From the entries below, retype only the lines from the one with "self.scroll_ball.step(dx, dy, free, dt);" through the one with "let mut mouse = FakeMouse::new();", exactly as written.

===== Source data =====

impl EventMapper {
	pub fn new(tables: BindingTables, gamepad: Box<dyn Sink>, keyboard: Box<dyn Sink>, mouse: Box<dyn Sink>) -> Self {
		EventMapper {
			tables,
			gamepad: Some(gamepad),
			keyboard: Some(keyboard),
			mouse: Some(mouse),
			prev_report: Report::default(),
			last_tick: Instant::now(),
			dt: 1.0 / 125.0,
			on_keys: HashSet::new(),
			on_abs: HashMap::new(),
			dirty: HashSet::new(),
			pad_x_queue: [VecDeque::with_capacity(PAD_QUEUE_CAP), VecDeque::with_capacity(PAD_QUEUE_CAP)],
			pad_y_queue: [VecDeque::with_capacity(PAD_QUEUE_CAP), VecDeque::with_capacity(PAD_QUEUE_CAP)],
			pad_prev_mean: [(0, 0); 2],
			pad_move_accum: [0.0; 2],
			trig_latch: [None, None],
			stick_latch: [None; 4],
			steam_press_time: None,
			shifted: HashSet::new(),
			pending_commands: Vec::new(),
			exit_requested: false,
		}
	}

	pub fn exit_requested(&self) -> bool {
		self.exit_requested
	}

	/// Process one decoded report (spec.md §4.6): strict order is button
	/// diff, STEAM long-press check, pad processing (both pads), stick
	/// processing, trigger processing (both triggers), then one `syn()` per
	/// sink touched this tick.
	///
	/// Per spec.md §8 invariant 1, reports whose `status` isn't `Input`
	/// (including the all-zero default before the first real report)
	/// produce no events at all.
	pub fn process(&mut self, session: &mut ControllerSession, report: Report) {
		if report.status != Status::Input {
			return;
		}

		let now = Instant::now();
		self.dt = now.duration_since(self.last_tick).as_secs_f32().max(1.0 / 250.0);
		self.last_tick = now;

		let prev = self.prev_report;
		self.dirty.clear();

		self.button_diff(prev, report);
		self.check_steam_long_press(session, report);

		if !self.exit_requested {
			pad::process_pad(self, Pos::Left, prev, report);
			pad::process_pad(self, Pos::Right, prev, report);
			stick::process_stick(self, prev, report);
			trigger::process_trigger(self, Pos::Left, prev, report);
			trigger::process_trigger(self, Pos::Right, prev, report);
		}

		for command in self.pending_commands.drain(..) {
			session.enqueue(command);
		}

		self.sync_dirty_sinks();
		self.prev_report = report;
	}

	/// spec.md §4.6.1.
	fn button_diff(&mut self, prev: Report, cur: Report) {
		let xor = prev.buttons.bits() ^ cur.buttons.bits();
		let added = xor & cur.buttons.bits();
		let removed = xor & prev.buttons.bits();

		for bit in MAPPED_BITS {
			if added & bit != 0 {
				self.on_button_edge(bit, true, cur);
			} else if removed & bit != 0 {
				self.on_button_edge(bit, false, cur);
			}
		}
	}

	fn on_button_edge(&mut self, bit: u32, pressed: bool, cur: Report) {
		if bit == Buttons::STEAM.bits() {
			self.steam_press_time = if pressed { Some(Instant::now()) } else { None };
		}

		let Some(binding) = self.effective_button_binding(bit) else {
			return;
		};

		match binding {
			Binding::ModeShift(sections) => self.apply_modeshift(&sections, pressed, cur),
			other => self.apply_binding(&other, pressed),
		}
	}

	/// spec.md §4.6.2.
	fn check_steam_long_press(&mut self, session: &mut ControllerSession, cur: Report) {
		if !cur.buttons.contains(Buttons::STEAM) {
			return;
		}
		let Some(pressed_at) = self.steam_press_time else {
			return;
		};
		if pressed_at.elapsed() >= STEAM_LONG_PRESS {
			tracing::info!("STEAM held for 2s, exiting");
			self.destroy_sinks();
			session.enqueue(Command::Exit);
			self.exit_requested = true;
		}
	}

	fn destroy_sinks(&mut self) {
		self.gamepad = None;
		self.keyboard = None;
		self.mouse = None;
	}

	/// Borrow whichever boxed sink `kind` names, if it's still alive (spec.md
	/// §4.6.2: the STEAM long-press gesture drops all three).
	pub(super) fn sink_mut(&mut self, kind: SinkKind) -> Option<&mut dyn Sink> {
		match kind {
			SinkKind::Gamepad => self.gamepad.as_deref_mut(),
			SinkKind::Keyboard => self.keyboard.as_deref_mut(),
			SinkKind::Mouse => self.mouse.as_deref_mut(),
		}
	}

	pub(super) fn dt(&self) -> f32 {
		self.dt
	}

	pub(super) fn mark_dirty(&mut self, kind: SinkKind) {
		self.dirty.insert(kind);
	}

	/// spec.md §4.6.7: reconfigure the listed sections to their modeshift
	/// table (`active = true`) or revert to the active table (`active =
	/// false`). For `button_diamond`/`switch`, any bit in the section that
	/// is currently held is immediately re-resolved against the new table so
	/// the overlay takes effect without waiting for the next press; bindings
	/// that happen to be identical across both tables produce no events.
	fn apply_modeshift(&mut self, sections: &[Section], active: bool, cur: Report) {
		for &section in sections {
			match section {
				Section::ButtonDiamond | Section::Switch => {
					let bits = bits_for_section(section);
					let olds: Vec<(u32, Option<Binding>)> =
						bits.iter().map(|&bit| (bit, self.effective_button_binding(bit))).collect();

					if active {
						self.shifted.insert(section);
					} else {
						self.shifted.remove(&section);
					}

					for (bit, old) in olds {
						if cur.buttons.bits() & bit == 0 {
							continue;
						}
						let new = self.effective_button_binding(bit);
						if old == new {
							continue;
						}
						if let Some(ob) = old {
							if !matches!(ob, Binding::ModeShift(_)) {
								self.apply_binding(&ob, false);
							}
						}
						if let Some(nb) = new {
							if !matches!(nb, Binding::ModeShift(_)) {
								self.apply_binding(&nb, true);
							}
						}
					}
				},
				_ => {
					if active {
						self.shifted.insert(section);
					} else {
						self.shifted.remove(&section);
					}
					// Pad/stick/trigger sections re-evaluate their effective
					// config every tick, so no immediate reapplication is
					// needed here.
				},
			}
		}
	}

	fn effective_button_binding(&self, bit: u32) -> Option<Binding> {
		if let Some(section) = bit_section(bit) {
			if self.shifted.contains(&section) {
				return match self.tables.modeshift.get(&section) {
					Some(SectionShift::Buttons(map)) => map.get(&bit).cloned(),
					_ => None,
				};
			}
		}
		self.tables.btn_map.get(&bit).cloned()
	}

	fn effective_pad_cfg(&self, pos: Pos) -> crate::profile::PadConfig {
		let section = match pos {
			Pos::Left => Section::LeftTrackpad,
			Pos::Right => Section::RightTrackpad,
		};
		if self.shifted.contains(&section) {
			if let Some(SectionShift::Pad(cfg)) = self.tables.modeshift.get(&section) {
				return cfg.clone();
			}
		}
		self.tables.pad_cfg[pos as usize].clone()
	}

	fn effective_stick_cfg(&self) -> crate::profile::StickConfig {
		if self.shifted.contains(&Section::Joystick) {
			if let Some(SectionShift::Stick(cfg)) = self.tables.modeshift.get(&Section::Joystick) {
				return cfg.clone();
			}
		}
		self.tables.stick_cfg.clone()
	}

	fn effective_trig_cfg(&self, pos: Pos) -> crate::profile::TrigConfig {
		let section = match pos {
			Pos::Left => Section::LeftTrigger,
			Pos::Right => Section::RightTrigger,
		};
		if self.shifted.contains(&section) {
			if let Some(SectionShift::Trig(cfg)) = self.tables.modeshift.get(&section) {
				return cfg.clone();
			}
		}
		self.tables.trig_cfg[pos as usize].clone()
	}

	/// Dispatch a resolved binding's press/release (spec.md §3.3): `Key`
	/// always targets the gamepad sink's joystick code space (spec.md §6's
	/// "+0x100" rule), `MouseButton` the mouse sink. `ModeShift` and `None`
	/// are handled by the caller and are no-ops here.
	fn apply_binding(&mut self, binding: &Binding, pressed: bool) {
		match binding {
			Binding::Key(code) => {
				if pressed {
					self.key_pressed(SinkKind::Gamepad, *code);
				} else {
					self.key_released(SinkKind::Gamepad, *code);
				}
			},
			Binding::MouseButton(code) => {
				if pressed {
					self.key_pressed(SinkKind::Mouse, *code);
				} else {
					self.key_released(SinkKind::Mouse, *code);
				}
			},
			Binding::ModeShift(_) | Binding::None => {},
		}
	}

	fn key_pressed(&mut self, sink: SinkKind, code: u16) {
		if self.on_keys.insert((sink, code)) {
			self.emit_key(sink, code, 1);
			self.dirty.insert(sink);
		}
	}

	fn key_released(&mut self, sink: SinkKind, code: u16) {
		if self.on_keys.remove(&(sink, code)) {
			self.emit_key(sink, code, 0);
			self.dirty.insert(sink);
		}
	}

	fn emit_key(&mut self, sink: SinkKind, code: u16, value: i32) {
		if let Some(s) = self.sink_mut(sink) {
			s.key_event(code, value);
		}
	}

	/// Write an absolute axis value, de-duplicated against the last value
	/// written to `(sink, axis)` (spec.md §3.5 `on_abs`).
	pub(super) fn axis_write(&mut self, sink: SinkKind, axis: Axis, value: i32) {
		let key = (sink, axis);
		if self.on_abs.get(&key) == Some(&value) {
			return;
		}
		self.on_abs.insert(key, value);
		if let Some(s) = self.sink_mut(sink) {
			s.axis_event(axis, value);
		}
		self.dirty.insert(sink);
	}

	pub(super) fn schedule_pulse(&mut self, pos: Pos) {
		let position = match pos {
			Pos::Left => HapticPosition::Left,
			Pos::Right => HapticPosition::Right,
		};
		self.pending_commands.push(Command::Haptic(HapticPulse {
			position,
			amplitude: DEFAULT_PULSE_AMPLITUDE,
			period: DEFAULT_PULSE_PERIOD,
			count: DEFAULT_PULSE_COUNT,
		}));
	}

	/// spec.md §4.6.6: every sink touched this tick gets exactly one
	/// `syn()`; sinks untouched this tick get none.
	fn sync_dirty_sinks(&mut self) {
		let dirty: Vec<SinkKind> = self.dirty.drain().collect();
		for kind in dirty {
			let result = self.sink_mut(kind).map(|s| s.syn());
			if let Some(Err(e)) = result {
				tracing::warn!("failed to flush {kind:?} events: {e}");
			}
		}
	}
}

=====
===== Source data =====

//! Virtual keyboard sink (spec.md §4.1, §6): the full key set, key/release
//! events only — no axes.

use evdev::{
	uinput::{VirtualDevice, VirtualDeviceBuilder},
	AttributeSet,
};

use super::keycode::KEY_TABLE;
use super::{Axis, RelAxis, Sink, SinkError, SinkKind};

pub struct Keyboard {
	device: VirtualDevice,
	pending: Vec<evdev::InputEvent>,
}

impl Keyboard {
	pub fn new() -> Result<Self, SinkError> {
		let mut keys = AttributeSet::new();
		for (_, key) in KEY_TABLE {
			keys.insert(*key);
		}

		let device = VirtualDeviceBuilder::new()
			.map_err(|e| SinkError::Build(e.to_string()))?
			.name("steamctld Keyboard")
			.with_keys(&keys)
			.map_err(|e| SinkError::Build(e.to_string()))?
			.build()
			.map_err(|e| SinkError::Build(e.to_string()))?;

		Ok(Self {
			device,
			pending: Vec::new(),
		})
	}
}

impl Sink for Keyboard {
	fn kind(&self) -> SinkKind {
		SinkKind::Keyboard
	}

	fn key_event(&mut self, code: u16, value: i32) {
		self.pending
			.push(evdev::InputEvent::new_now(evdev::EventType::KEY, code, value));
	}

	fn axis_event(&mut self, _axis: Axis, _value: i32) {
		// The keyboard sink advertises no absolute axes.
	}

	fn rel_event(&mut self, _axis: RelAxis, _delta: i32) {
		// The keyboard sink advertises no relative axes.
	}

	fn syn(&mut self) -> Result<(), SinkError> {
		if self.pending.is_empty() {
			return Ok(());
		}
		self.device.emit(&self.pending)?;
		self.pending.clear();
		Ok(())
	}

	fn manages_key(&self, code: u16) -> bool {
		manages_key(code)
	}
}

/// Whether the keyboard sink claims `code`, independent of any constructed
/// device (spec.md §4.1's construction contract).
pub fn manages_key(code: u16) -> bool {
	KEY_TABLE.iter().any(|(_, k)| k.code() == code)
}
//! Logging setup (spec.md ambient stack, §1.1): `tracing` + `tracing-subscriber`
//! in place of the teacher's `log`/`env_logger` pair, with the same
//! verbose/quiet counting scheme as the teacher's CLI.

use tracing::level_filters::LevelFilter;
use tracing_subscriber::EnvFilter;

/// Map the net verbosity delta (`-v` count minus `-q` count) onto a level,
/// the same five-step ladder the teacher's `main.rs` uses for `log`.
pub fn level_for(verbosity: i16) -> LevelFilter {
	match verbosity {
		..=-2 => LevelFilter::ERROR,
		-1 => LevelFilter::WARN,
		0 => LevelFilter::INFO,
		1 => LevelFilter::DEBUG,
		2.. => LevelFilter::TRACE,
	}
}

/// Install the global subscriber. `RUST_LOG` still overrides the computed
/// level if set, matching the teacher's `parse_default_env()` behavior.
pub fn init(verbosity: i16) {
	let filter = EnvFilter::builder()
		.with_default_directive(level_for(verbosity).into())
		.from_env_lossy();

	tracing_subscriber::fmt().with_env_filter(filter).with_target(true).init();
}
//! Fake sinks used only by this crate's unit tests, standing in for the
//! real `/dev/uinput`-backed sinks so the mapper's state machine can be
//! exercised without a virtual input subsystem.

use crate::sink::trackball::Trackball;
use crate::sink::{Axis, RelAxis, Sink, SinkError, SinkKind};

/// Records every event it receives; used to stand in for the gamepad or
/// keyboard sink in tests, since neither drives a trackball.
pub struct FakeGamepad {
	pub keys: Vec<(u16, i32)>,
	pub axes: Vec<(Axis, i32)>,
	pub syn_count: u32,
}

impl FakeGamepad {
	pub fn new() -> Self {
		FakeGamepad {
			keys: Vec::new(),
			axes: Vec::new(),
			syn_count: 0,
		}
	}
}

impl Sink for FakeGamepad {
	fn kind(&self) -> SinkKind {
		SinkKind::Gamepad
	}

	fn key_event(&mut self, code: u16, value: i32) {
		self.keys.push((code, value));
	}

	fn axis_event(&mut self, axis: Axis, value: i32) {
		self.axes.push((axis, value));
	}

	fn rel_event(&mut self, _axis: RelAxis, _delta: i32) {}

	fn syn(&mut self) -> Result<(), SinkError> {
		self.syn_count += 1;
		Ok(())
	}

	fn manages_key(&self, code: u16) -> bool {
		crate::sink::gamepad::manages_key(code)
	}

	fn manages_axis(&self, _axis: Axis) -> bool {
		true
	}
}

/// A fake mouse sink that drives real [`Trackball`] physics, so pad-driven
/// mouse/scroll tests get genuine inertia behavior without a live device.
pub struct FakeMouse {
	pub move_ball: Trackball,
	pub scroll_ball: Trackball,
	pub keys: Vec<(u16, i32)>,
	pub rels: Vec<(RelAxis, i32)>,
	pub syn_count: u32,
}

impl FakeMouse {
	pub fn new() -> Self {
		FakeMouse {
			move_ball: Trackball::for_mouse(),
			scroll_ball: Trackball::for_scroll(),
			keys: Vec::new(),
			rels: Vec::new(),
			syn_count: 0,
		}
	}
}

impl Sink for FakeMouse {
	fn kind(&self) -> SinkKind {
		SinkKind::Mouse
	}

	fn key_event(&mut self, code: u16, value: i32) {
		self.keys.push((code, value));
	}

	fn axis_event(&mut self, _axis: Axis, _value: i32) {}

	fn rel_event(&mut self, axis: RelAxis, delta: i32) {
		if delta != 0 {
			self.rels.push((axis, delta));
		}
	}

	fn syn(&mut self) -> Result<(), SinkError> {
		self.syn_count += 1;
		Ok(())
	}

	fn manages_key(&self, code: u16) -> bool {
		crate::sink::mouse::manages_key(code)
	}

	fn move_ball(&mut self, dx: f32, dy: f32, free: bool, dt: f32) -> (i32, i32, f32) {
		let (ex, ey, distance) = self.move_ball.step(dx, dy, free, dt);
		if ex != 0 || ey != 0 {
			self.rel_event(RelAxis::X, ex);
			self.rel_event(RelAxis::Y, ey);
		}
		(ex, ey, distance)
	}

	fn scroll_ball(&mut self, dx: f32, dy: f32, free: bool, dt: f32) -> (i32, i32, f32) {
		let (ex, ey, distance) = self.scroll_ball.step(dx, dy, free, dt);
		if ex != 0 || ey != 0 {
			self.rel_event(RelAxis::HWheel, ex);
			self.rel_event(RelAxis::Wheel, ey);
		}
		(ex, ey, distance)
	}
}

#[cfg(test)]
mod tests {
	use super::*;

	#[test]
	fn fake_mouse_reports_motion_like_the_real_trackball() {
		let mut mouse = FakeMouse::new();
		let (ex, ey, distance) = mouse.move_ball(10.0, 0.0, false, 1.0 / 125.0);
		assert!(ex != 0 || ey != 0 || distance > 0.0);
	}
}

=====
===== Source data =====

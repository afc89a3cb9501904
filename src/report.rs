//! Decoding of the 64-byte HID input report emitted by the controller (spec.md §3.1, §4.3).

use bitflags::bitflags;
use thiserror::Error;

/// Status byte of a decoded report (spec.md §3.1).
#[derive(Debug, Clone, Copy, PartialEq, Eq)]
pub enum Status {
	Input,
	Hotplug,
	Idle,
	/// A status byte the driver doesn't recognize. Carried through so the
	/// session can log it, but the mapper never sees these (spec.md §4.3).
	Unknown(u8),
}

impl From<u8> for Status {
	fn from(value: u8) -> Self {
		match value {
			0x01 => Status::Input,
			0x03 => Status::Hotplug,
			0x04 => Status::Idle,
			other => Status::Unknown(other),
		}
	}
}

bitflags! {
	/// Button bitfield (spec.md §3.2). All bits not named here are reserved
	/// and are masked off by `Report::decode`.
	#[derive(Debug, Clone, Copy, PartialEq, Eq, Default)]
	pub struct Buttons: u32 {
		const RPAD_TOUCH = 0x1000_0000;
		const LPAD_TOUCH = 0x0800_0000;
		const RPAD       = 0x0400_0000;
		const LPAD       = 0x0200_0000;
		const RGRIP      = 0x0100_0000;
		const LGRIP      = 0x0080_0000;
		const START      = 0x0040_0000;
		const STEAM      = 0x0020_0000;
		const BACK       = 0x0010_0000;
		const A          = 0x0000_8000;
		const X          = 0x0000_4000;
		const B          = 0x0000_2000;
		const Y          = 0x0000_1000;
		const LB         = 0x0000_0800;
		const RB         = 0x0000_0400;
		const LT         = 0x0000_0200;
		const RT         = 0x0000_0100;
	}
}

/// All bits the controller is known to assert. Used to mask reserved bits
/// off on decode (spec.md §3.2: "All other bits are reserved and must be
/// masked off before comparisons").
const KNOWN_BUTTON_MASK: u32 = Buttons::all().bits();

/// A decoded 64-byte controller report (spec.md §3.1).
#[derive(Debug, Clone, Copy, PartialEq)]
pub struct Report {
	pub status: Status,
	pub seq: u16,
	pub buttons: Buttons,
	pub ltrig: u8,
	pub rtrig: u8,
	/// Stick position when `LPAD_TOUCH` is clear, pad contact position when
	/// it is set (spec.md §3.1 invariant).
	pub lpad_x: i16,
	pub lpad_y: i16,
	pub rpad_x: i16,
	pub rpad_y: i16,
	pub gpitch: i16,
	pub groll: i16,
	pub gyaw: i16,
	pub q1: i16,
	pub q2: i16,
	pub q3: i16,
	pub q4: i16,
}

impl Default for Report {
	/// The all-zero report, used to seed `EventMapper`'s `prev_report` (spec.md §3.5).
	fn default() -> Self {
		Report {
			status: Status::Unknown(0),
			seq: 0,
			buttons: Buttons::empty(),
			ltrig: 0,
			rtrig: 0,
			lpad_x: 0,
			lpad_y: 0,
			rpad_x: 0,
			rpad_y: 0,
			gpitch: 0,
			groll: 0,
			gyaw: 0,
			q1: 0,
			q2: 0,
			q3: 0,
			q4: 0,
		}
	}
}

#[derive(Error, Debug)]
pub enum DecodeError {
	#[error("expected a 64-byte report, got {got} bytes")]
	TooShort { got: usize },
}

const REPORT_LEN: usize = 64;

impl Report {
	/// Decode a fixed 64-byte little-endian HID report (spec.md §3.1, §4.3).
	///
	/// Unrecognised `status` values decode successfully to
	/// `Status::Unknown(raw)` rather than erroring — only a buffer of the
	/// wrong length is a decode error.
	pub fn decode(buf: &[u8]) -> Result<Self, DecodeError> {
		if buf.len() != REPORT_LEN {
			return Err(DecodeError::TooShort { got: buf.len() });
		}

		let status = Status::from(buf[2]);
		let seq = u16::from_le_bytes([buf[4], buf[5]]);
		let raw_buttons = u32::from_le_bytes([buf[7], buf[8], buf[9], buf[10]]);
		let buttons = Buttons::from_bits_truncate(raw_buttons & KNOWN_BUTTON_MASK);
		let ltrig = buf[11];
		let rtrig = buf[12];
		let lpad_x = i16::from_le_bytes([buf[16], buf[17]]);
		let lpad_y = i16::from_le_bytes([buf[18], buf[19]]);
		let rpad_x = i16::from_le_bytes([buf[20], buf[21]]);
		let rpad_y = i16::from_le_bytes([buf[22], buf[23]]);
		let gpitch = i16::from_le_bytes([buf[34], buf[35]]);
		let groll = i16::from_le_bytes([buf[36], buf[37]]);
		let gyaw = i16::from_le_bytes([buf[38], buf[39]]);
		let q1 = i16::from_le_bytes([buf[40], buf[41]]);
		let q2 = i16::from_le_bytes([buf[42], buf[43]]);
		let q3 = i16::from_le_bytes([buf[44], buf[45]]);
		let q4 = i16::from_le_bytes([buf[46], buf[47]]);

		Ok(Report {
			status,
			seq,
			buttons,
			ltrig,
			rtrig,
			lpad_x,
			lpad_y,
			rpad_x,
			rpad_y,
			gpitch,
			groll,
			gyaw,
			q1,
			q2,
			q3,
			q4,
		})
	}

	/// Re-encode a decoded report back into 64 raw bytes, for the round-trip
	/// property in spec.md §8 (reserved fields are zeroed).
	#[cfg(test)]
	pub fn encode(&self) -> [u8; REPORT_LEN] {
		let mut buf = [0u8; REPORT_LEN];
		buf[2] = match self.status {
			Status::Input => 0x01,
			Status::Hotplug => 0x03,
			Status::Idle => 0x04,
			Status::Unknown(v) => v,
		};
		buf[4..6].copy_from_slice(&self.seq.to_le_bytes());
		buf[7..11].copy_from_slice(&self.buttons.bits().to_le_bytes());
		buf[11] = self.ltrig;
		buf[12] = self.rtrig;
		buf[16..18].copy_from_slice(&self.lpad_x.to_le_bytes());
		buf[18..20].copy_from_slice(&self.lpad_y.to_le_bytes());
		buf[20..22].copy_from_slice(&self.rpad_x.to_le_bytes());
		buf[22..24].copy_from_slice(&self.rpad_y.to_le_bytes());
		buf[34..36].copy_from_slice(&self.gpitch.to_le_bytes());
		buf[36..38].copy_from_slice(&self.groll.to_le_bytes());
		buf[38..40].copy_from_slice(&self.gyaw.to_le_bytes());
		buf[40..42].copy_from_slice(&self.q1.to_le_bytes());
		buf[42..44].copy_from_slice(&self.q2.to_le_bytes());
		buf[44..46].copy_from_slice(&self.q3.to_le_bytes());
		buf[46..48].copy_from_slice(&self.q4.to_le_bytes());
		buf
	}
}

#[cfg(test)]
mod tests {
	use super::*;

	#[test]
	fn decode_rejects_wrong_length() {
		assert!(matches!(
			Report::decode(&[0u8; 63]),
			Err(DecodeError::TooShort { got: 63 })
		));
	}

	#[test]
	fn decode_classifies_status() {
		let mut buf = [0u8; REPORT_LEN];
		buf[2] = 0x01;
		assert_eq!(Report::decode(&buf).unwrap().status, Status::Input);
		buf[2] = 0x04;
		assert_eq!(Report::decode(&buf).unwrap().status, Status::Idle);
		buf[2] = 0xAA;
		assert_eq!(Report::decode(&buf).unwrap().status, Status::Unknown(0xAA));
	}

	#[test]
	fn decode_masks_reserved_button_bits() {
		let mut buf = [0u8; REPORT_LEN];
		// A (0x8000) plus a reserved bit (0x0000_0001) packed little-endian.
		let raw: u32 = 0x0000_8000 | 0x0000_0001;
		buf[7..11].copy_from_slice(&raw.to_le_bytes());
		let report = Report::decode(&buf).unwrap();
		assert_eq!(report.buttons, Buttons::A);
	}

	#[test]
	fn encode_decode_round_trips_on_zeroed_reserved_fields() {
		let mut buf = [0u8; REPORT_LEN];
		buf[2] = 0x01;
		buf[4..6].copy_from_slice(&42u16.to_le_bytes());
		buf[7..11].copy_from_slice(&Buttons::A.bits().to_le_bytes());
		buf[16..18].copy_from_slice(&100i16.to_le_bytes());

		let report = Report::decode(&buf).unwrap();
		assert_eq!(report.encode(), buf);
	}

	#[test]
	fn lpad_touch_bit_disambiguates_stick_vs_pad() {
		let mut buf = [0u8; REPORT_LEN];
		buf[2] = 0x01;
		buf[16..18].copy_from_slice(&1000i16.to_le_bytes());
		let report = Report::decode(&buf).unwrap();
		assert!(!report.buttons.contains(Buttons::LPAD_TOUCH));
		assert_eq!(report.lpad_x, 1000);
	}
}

=====

Completed exercise -
		let (ex, ey, distance) = self.scroll_ball.step(dx, dy, free, dt);
		if ex != 0 || ey != 0 {
			self.rel_event(RelAxis::HWheel, ex);
			self.rel_event(RelAxis::Wheel, ey);
		}
		(ex, ey, distance)
	}
}

#[cfg(test)]
mod tests {
	use super::*;

	#[test]
	fn fake_mouse_reports_motion_like_the_real_trackball() {
		let mut mouse = FakeMouse::new();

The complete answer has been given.